[[ EXERCISE INPUT, beginning ]]
//! Statistics: live vessel counts by kind plus weather.

use hecs::World;

use coastwatch_core::components::Target;
use coastwatch_core::enums::Weather;
use coastwatch_core::state::StatsSnapshot;

/// Count live vessels.
pub fn collect(world: &World, weather: Weather) -> StatsSnapshot {
    let mut stats = StatsSnapshot {
        weather,
        ..Default::default()
    };
    for (_, target) in world.query::<&Target>().iter() {
        stats.record(target.kind);
    }
    stats
}

/// Publish at most once per interval.
#[derive(Debug, Clone, Copy, Default)]
pub struct StatsThrottle {
    last_published_ms: f64,
}

impl StatsThrottle {
    pub fn due(&mut self, now_ms: f64, interval_ms: f64) -> bool {
        if now_ms - self.last_published_ms > interval_ms {
            self.last_published_ms = now_ms;
            true
        } else {
            false
        }
    }
}
//! Cleanup system: removes vessels that have left the arena.

use hecs::{Entity, World};

use coastwatch_core::components::{Kinematics, Target};
use coastwatch_core::constants::*;
use coastwatch_core::types::Vec2;

/// Whether a position lies beyond the cull margin around the arena.
pub fn out_of_bounds(position: Vec2) -> bool {
    position.x < -ARENA_CULL_MARGIN
        || position.x > ARENA_WIDTH + ARENA_CULL_MARGIN
        || position.y < -ARENA_CULL_MARGIN
        || position.y > ARENA_HEIGHT + ARENA_CULL_MARGIN
}

/// Despawn vessels outside the arena margin.
/// Uses a pre-allocated buffer to avoid per-tick allocation.
pub fn run(world: &mut World, despawn_buffer: &mut Vec<Entity>) {
    despawn_buffer.clear();

    for (entity, (_target, kinematics)) in world.query_mut::<(&Target, &Kinematics)>() {
        if out_of_bounds(kinematics.position) {
            despawn_buffer.push(entity);
        }
    }

    for entity in despawn_buffer.drain(..) {
        let _ = world.despawn(entity);
    }
}
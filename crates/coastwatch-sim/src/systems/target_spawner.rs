//! Target spawning system: occasional vessels from the sea edges.

use hecs::World;
use rand::distributions::WeightedIndex;
use rand::Rng;
use rand_chacha::ChaCha8Rng;

use coastwatch_core::components::Target;
use coastwatch_core::types::TargetId;

use crate::config::SimConfig;
use crate::world_setup;

/// Spawn cadence and the next id to hand out.
#[derive(Debug, Clone, Copy, Default)]
pub struct SpawnSchedule {
    pub last_attempt_ms: f64,
    pub next_target_id: u32,
}

impl SpawnSchedule {
    pub fn allocate_id(&mut self) -> TargetId {
        self.next_target_id += 1;
        TargetId(self.next_target_id)
    }
}

/// Every `spawn_interval_ms`, if below the cap, spawn a vessel with
/// probability `spawn_probability`. Returns the new id, if any.
pub fn run(
    world: &mut World,
    rng: &mut ChaCha8Rng,
    table: &WeightedIndex<f64>,
    config: &SimConfig,
    schedule: &mut SpawnSchedule,
    now_ms: f64,
) -> Option<TargetId> {
    if now_ms - schedule.last_attempt_ms <= config.spawn_interval_ms {
        return None;
    }
    schedule.last_attempt_ms = now_ms;

    let live = world.query::<&Target>().iter().count();
    if live >= config.max_targets || !rng.gen_bool(config.spawn_probability) {
        return None;
    }

    let id = schedule.allocate_id();
    world_setup::spawn_random_target(world, rng, table, id);
    tracing::trace!(target = %id, "vessel spawned");
    Some(id)
}
//! Simulation engine for Coastwatch.
//!
//! Owns the hecs ECS world, advances it by host-supplied deltas,
//! and reports log entries, audio cues, and statistics to the host.

pub mod clock;
pub mod config;
pub mod engine;
pub mod guidance;
pub mod ledger;
pub mod outbox;
pub mod sink;
pub mod systems;
pub mod world_setup;

pub use coastwatch_core as core;
pub use config::{ConfigError, SimConfig, SpawnWeights};
pub use engine::SimulationEngine;
pub use outbox::TickReport;
pub use sink::{EventSink, NullSink};
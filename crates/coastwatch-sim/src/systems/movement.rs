//! Vessel movement: straight-line cruise with coastal avoidance.
//!
//! Position advances by velocity * speed * dt * SPEED_SCALE. Inside the
//! coastal strip a vessel turns toward an escape heading along the coast.

use hecs::World;

use coastwatch_core::components::{Kinematics, Target};
use coastwatch_core::constants::*;
use coastwatch_core::types::{heading_vector, steer_toward};

/// Escape heading for a vessel in the coastal strip: north of the split it
/// bears down-coast, south of it up-coast.
pub fn coastal_escape_heading(y: f64) -> f64 {
    if y < COAST_SPLIT_Y {
        COAST_ESCAPE_HEADING
    } else {
        -COAST_ESCAPE_HEADING
    }
}

/// Steer and integrate one vessel.
pub fn step(kinematics: &mut Kinematics, delta_ms: f64) {
    if kinematics.position.x < COAST_ZONE_X {
        let desired = coastal_escape_heading(kinematics.position.y);
        kinematics.heading = steer_toward(kinematics.heading, desired, COAST_TURN_RATE);
        kinematics.velocity = heading_vector(kinematics.heading);
    }
    kinematics.position += kinematics.velocity * kinematics.speed * delta_ms * SPEED_SCALE;
}

/// Move every vessel.
pub fn run(world: &mut World, delta_ms: f64) {
    for (_entity, (_target, kinematics)) in world.query_mut::<(&Target, &mut Kinematics)>() {
        step(kinematics, delta_ms);
    }
}
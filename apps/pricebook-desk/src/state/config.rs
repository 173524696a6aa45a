//! # Desk Configuration
//!
//! Configuration loaded once at startup and read-only afterwards.
//!
//! ## Configuration Sources
//! ```text
//! ┌─────────────────────────────────────────────────────────────────────────┐
//! │                    Configuration Priority                               │
//! │                                                                         │
//! │  1. Command line (highest priority)                                     │
//! │     --regime margin                                                     │
//! │                                                                         │
//! │  2. Environment Variables                                               │
//! │     PRICEBOOK_CURRENCY_SYMBOL=$                                         │
//! │     PRICEBOOK_PRICE_STYLE=compact                                       │
//! │     PRICEBOOK_DEFAULT_REGIME=margin                                     │
//! │     PRICEBOOK_LOG=debug                                                 │
//! │                                                                         │
//! │  3. TOML Config File                                                    │
//! │     ~/.config/pricebook-desk/desk.toml (Linux)                          │
//! │     ~/Library/Application Support/                                      │
//! │       com.pricebook.pricebook-desk/desk.toml (macOS)                    │
//! │                                                                         │
//! │  4. Default Values (lowest priority)                                    │
//! └─────────────────────────────────────────────────────────────────────────┘
//! ```
//!
//! ## Configuration File Format
//! ```toml
//! [display]
//! currency_symbol = "€"
//! price_style = "compact"   # fixed | compact
//!
//! [session]
//! default_regime = "normal" # normal | margin
//!
//! [logging]
//! filter = "info,pricebook=debug"
//! ```

use pricebook_core::{DecimalStyle, VatRegime};
use serde::{Deserialize, Serialize};
use std::path::{Path, PathBuf};
use tracing::{debug, info, warn};

use crate::error::{ConfigError, ConfigResult};

// =============================================================================
// Sections
// =============================================================================

/// How prices are rendered in labels and list views.
#[derive(Debug, Clone, PartialEq, Serialize, Deserialize)]
pub struct DisplayConfig {
    /// Symbol appended to amounts.
    #[serde(default = "default_currency_symbol")]
    pub currency_symbol: String,

    /// Rendering of list prices.
    #[serde(default)]
    pub price_style: DecimalStyle,
}

fn default_currency_symbol() -> String {
    "€".to_string()
}

impl Default for DisplayConfig {
    fn default() -> Self {
        DisplayConfig {
            currency_symbol: default_currency_symbol(),
            price_style: DecimalStyle::default(),
        }
    }
}

/// Form session defaults.
#[derive(Debug, Clone, Default, PartialEq, Serialize, Deserialize)]
pub struct SessionConfig {
    /// Regime a fresh form opens with.
    #[serde(default)]
    pub default_regime: VatRegime,
}

/// Log output settings.
#[derive(Debug, Clone, PartialEq, Serialize, Deserialize)]
pub struct LoggingConfig {
    /// `EnvFilter` directive used when `RUST_LOG` is not set.
    #[serde(default = "default_log_filter")]
    pub filter: String,
}

fn default_log_filter() -> String {
    "info,pricebook=debug".to_string()
}

impl Default for LoggingConfig {
    fn default() -> Self {
        LoggingConfig {
            filter: default_log_filter(),
        }
    }
}

// =============================================================================
// Desk Configuration
// =============================================================================

/// Complete desk configuration.
#[derive(Debug, Clone, Default, PartialEq, Serialize, Deserialize)]
pub struct DeskConfig {
    #[serde(default)]
    pub display: DisplayConfig,

    #[serde(default)]
    pub session: SessionConfig,

    #[serde(default)]
    pub logging: LoggingConfig,
}

impl DeskConfig {
    /// Loads configuration from file, environment, and defaults.
    ///
    /// ## Load Order (later overrides earlier)
    /// 1. Default values
    /// 2. Config file (desk.toml), if it exists
    /// 3. Environment variables
    pub fn load(config_path: Option<PathBuf>) -> ConfigResult<Self> {
        let mut config = match config_path.or_else(Self::default_config_path) {
            Some(path) if path.exists() => {
                info!(?path, "Loading desk config from file");
                Self::from_file(&path)?
            }
            Some(path) => {
                debug!(?path, "Config file not found, using defaults");
                Self::default()
            }
            None => Self::default(),
        };

        config.apply_env_overrides();
        config.validate()?;

        Ok(config)
    }

    /// Parses a config file without applying any override.
    pub fn from_file(path: &Path) -> ConfigResult<Self> {
        let contents = std::fs::read_to_string(path).map_err(|source| ConfigError::Read {
            path: path.to_path_buf(),
            source,
        })?;
        Ok(toml::from_str(&contents)?)
    }

    /// Validates the configuration.
    pub fn validate(&self) -> ConfigResult<()> {
        if self.display.currency_symbol.trim().is_empty() {
            return Err(ConfigError::Invalid(
                "display.currency_symbol must not be empty".into(),
            ));
        }

        if self.logging.filter.trim().is_empty() {
            return Err(ConfigError::Invalid("logging.filter must not be empty".into()));
        }

        Ok(())
    }

    /// Applies environment variable overrides.
    fn apply_env_overrides(&mut self) {
        self.apply_overrides(|key| std::env::var(key).ok());
    }

    /// Applies overrides from any key lookup.
    ///
    /// Unparseable values are ignored with a warning.
    pub fn apply_overrides<F>(&mut self, lookup: F)
    where
        F: Fn(&str) -> Option<String>,
    {
        if let Some(symbol) = lookup("PRICEBOOK_CURRENCY_SYMBOL") {
            debug!(symbol = %symbol, "Overriding currency symbol from environment");
            self.display.currency_symbol = symbol;
        }

        if let Some(style) = lookup("PRICEBOOK_PRICE_STYLE") {
            match style.trim().to_lowercase().as_str() {
                "fixed" => self.display.price_style = DecimalStyle::Fixed,
                "compact" => self.display.price_style = DecimalStyle::Compact,
                _ => warn!(style = %style, "Unknown price style in environment"),
            }
        }

        if let Some(regime) = lookup("PRICEBOOK_DEFAULT_REGIME") {
            match regime.parse::<VatRegime>() {
                Ok(parsed) => {
                    debug!(regime = %parsed, "Overriding default regime from environment");
                    self.session.default_regime = parsed;
                }
                Err(e) => {
                    warn!(regime = %regime, error = %e, "Ignoring default regime from environment")
                }
            }
        }

        if let Some(filter) = lookup("PRICEBOOK_LOG") {
            self.logging.filter = filter;
        }
    }

    /// Returns the default config file path.
    pub fn default_config_path() -> Option<PathBuf> {
        directories::ProjectDirs::from("com", "pricebook", "pricebook-desk")
            .map(|dirs| dirs.config_dir().join("desk.toml"))
    }
}

#[cfg(test)]
mod tests {
    use super::*;
    use std::collections::HashMap;

    fn lookup(pairs: &[(&str, &str)]) -> impl Fn(&str) -> Option<String> {
        let map: HashMap<String, String> = pairs
            .iter()
            .map(|(k, v)| (k.to_string(), v.to_string()))
            .collect();
        move |key| map.get(key).cloned()
    }

    #[test]
    fn test_default_config() {
        let config = DeskConfig::default();
        assert_eq!(config.display.currency_symbol, "€");
        assert_eq!(config.display.price_style, DecimalStyle::Fixed);
        assert_eq!(config.session.default_regime, VatRegime::Normal);
        assert_eq!(config.logging.filter, "info,pricebook=debug");
        assert!(config.validate().is_ok());
    }

    #[test]
    fn test_partial_toml_fills_defaults() {
        let config: DeskConfig = toml::from_str(
            r#"
            [display]
            price_style = "compact"

            [session]
            default_regime = "margin"
            "#,
        )
        .unwrap();

        assert_eq!(config.display.currency_symbol, "€");
        assert_eq!(config.display.price_style, DecimalStyle::Compact);
        assert_eq!(config.session.default_regime, VatRegime::Margin);
    }

    #[test]
    fn test_unknown_regime_in_toml_is_rejected() {
        let parsed = toml::from_str::<DeskConfig>("[session]\ndefault_regime = \"reduced\"\n");
        assert!(parsed.is_err());
    }

    #[test]
    fn test_overrides() {
        let mut config = DeskConfig::default();
        config.apply_overrides(lookup(&[
            ("PRICEBOOK_CURRENCY_SYMBOL", "$"),
            ("PRICEBOOK_PRICE_STYLE", "Compact"),
            ("PRICEBOOK_DEFAULT_REGIME", "margin"),
            ("PRICEBOOK_LOG", "warn"),
        ]));

        assert_eq!(config.display.currency_symbol, "$");
        assert_eq!(config.display.price_style, DecimalStyle::Compact);
        assert_eq!(config.session.default_regime, VatRegime::Margin);
        assert_eq!(config.logging.filter, "warn");
    }

    #[test]
    fn test_bad_overrides_are_ignored() {
        let mut config = DeskConfig::default();
        config.apply_overrides(lookup(&[
            ("PRICEBOOK_PRICE_STYLE", "scientific"),
            ("PRICEBOOK_DEFAULT_REGIME", "zero-rated"),
        ]));
        assert_eq!(config, DeskConfig::default());
    }

    #[test]
    fn test_empty_symbol_fails_validation() {
        let mut config = DeskConfig::default();
        config.display.currency_symbol = "  ".to_string();
        assert!(matches!(config.validate(), Err(ConfigError::Invalid(_))));
    }

    #[test]
    fn test_load_from_file() {
        let path = std::env::temp_dir().join(format!("pricebook-desk-{}.toml", std::process::id()));
        std::fs::write(&path, "[display]\ncurrency_symbol = \"CHF\"\n").unwrap();

        let config = DeskConfig::from_file(&path).unwrap();
        std::fs::remove_file(&path).unwrap();

        assert_eq!(config.display.currency_symbol, "CHF");
    }

    #[test]
    fn test_missing_file_falls_back_to_defaults() {
        let path = std::env::temp_dir().join("pricebook-desk-does-not-exist.toml");
        let config = DeskConfig::load(Some(path)).unwrap();
        assert!(config.validate().is_ok());
    }

    #[cfg(target_os = "linux")]
    #[test]
    fn test_default_config_path_uses_app_dir() {
        // No home directory means no path at all
        if let Some(path) = DeskConfig::default_config_path() {
            assert!(path.ends_with("pricebook-desk/desk.toml"), "{}", path.display());
        }
    }

    #[test]
    fn test_toml_round_trip() {
        let config = DeskConfig::default();
        let text = toml::to_string_pretty(&config).unwrap();
        let back: DeskConfig = toml::from_str(&text).unwrap();
        assert_eq!(back, config);
    }
}
//! # Price Engine
//!
//! The single entry point the product forms call whenever one of the three
//! linked price inputs changes.
//!
//! ## Edit Flow
//! ```text
//! ┌─────────────────────────────────────────────────────────────────────────┐
//! │  User types "1200" into the retail HT input                             │
//! │       │                                                                 │
//! │       ▼                                                                 │
//! │  PriceEngine::edit(tier, purchase = "900", Price, "1200")               │
//! │       │                                                                 │
//! │       ├── purchase unusable or "1200" unreadable?                       │
//! │       │        └──► store "1200" as typed, leave the other two alone    │
//! │       │                                                                 │
//! │       └── regime picks the converter                                    │
//! │                Normal ──► normal_vat::from_ht                           │
//! │                Margin ──► margin_vat::from_sell_price                   │
//! │                     │                                                   │
//! │                     ▼                                                   │
//! │       edited input kept verbatim, the other two as "0.00" strings       │
//! └─────────────────────────────────────────────────────────────────────────┘
//! ```
//!
//! ## Guarantees
//! - Pure: same inputs, same output, no hidden state
//! - Never fails: bad input degrades to "store as typed"
//! - Idempotent: re-applying an edit changes nothing

use serde::Serialize;
use ts_rs::TS;

use crate::amount::{format_amount, parse_decimal, DecimalStyle, PurchasePrice};
use crate::error::{CoreError, CoreResult};
use crate::margin_vat::{self, MarginVatAmounts};
use crate::normal_vat::{self, NormalVatAmounts};
use crate::types::{
    MarginVatPrice, NormalVatPrice, PriceField, PriceTier, RegimeOwner, TierPrice, VatRegime,
};
use crate::validation::ensure_regime_editable;

// =============================================================================
// Price Engine
// =============================================================================

/// Stateless price/margin conversions over form inputs.
#[derive(Debug, Clone, Copy, Default)]
pub struct PriceEngine;

impl PriceEngine {
    /// Applies one edit to a tier and returns the recomputed tier.
    ///
    /// ## Arguments
    /// * `current` - The tier as the form shows it now
    /// * `purchase` - Purchase price input text
    /// * `field` - Which input was edited
    /// * `value` - The text now in that input
    ///
    /// ## Returns
    /// The edited input holds `value` verbatim. The other two are recomputed
    /// and formatted with 2 decimals, unless the purchase price or `value`
    /// cannot be used, in which case they keep their previous text. A field
    /// that the tier's regime does not show leaves the tier untouched.
    ///
    /// ## Example
    /// ```rust
    /// use pricebook_core::engine::PriceEngine;
    /// use pricebook_core::types::{PriceField, TierPrice, VatRegime};
    ///
    /// let tier = TierPrice::empty(VatRegime::Normal);
    /// let tier = PriceEngine::edit(&tier, "900", PriceField::Price, "1200");
    ///
    /// assert_eq!(tier.price(), "1200");
    /// assert_eq!(tier.margin_percent(), "33.33");
    /// assert_eq!(tier.companion(), "1440.00");
    /// ```
    pub fn edit(current: &TierPrice, purchase: &str, field: PriceField, value: &str) -> TierPrice {
        let regime = current.regime();
        if !field.applies_to(regime) {
            return current.clone();
        }

        let recomputed = PurchasePrice::parse(purchase)
            .zip(parse_decimal(value))
            .and_then(|(purchase, input)| Self::convert(regime, field, input, purchase));

        match recomputed {
            Some(tier) => tier.with_field(field, value),
            None => current.with_field(field, value),
        }
    }

    /// Re-expresses a tier under another regime.
    ///
    /// The purchase price is held fixed and the populated price (HT or sell
    /// price) is carried over and run through the new regime's price path.
    /// A tier without a price comes back empty.
    ///
    /// ## Example
    /// ```rust
    /// use pricebook_core::engine::PriceEngine;
    /// use pricebook_core::types::{PriceField, TierPrice, VatRegime};
    ///
    /// let empty = TierPrice::empty(VatRegime::Normal);
    /// let normal = PriceEngine::edit(&empty, "900", PriceField::Price, "1200");
    /// let margin = PriceEngine::switch_regime(&normal, VatRegime::Margin, "900");
    ///
    /// assert_eq!(margin.price(), "1200");
    /// assert_eq!(margin.margin_percent(), "27.78");
    /// assert_eq!(margin.companion(), "250.00");
    /// ```
    pub fn switch_regime(current: &TierPrice, regime: VatRegime, purchase: &str) -> TierPrice {
        if current.regime() == regime {
            return current.clone();
        }

        let price = current.price();
        let carried = TierPrice::empty(regime);
        if price.is_empty() {
            return carried;
        }

        let carried = carried.with_field(PriceField::Price, price);
        Self::edit(&carried, purchase, PriceField::Price, price)
    }

    /// Re-derives a tier after the purchase price changed.
    ///
    /// The first populated input wins, in order: price, margin percent,
    /// then TTC / net margin. Nothing happens if the purchase price cannot
    /// be used.
    pub fn reprice(current: &TierPrice, purchase: &str) -> TierPrice {
        if PurchasePrice::parse(purchase).is_none() {
            return current.clone();
        }

        [
            PriceField::Price,
            PriceField::MarginPercent,
            current.companion_field(),
        ]
        .into_iter()
        .find_map(|field| {
            current
                .field(field)
                .filter(|text| !text.is_empty())
                .map(|text| Self::edit(current, purchase, field, text))
        })
        .unwrap_or_else(|| current.clone())
    }

    fn convert(
        regime: VatRegime,
        field: PriceField,
        input: f64,
        purchase: PurchasePrice,
    ) -> Option<TierPrice> {
        let tier = match (regime, field) {
            (VatRegime::Normal, PriceField::Price) => {
                normal_tier(normal_vat::from_ht(input, purchase))
            }
            (VatRegime::Normal, PriceField::MarginPercent) => {
                normal_tier(normal_vat::from_margin(input, purchase))
            }
            (VatRegime::Normal, PriceField::Ttc) => {
                normal_tier(normal_vat::from_ttc(input, purchase))
            }
            (VatRegime::Margin, PriceField::Price) => {
                margin_tier(margin_vat::from_sell_price(input, purchase))
            }
            (VatRegime::Margin, PriceField::MarginPercent) => {
                margin_tier(margin_vat::from_margin_percent(input, purchase))
            }
            (VatRegime::Margin, PriceField::NetMargin) => {
                margin_tier(margin_vat::from_net_margin(input, purchase))
            }
            _ => return None,
        };
        Some(tier)
    }
}

fn fixed(value: f64) -> String {
    format_amount(value, DecimalStyle::Fixed)
}

fn normal_tier(amounts: NormalVatAmounts) -> TierPrice {
    TierPrice::Normal(NormalVatPrice {
        ht: fixed(amounts.ht),
        margin_percent: fixed(amounts.margin_percent),
        ttc: fixed(amounts.ttc),
    })
}

fn margin_tier(amounts: MarginVatAmounts) -> TierPrice {
    TierPrice::Margin(MarginVatPrice {
        sell_price: fixed(amounts.sell_price),
        margin_percent: fixed(amounts.margin_percent),
        net_margin: fixed(amounts.net_margin),
    })
}

// =============================================================================
// Pricing Form
// =============================================================================

/// Everything a product form owns about prices.
///
/// Both tiers always share the form's regime and purchase price; every
/// mutation goes through [`PriceEngine`].
#[derive(Debug, Clone, PartialEq, Serialize, TS)]
#[ts(export)]
#[serde(rename_all = "camelCase")]
pub struct PricingForm {
    regime: VatRegime,
    purchase_price: String,
    retail: TierPrice,
    pro: TierPrice,
}

impl PricingForm {
    /// A blank form under the given regime.
    pub fn new(regime: VatRegime) -> Self {
        PricingForm {
            regime,
            purchase_price: String::new(),
            retail: TierPrice::empty(regime),
            pro: TierPrice::empty(regime),
        }
    }

    /// A form opened on a saved product.
    ///
    /// Stored prices land in the price inputs and the other fields are
    /// derived from them.
    pub fn from_stored(
        regime: VatRegime,
        purchase_price: &str,
        retail_price: &str,
        pro_price: &str,
    ) -> Self {
        let mut form = PricingForm::new(regime);
        form.purchase_price = purchase_price.to_string();
        form.retail =
            PriceEngine::edit(&form.retail, purchase_price, PriceField::Price, retail_price);
        form.pro = PriceEngine::edit(&form.pro, purchase_price, PriceField::Price, pro_price);
        form
    }

    #[inline]
    pub fn regime(&self) -> VatRegime {
        self.regime
    }

    #[inline]
    pub fn purchase_price(&self) -> &str {
        &self.purchase_price
    }

    /// Returns one tier's inputs.
    pub fn tier(&self, tier: PriceTier) -> &TierPrice {
        match tier {
            PriceTier::Retail => &self.retail,
            PriceTier::Pro => &self.pro,
        }
    }

    fn tier_mut(&mut self, tier: PriceTier) -> &mut TierPrice {
        match tier {
            PriceTier::Retail => &mut self.retail,
            PriceTier::Pro => &mut self.pro,
        }
    }

    /// Applies an edit to one tier.
    ///
    /// ## Errors
    /// `FieldNotInRegime` if the field is not shown under the form's regime
    /// (e.g. TTC while selling under the margin scheme).
    pub fn edit(
        &mut self,
        tier: PriceTier,
        field: PriceField,
        value: &str,
    ) -> CoreResult<&TierPrice> {
        if !field.applies_to(self.regime) {
            return Err(CoreError::FieldNotInRegime {
                field,
                regime: self.regime,
            });
        }

        let purchase = self.purchase_price.clone();
        let slot = self.tier_mut(tier);
        *slot = PriceEngine::edit(slot, &purchase, field, value);
        Ok(&*slot)
    }

    /// Stores the purchase price input and re-derives both tiers.
    pub fn set_purchase_price(&mut self, value: &str) {
        self.purchase_price = value.to_string();
        self.retail = PriceEngine::reprice(&self.retail, value);
        self.pro = PriceEngine::reprice(&self.pro, value);
    }

    /// Moves the form to another regime, if the owner still allows it.
    ///
    /// ## Errors
    /// `RegimeLocked` once serial-numbered items pin the current regime.
    pub fn switch_regime(&mut self, regime: VatRegime, owner: &RegimeOwner) -> CoreResult<()> {
        ensure_regime_editable(owner, Some(self.regime), regime)?;

        self.retail = PriceEngine::switch_regime(&self.retail, regime, &self.purchase_price);
        self.pro = PriceEngine::switch_regime(&self.pro, regime, &self.purchase_price);
        self.regime = regime;
        Ok(())
    }
}

// =============================================================================
// Unit Tests
// =============================================================================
[[ EXERCISE INPUT, end ]]
#### GOAL OF THE EXERCISE:
Every line in the records that holds the word "applying" should be copied into the answer.

#### FINAL ANSWER:
    /// Parses a config file without applying any override.
//! - Idempotent: re-applying an edit changes nothing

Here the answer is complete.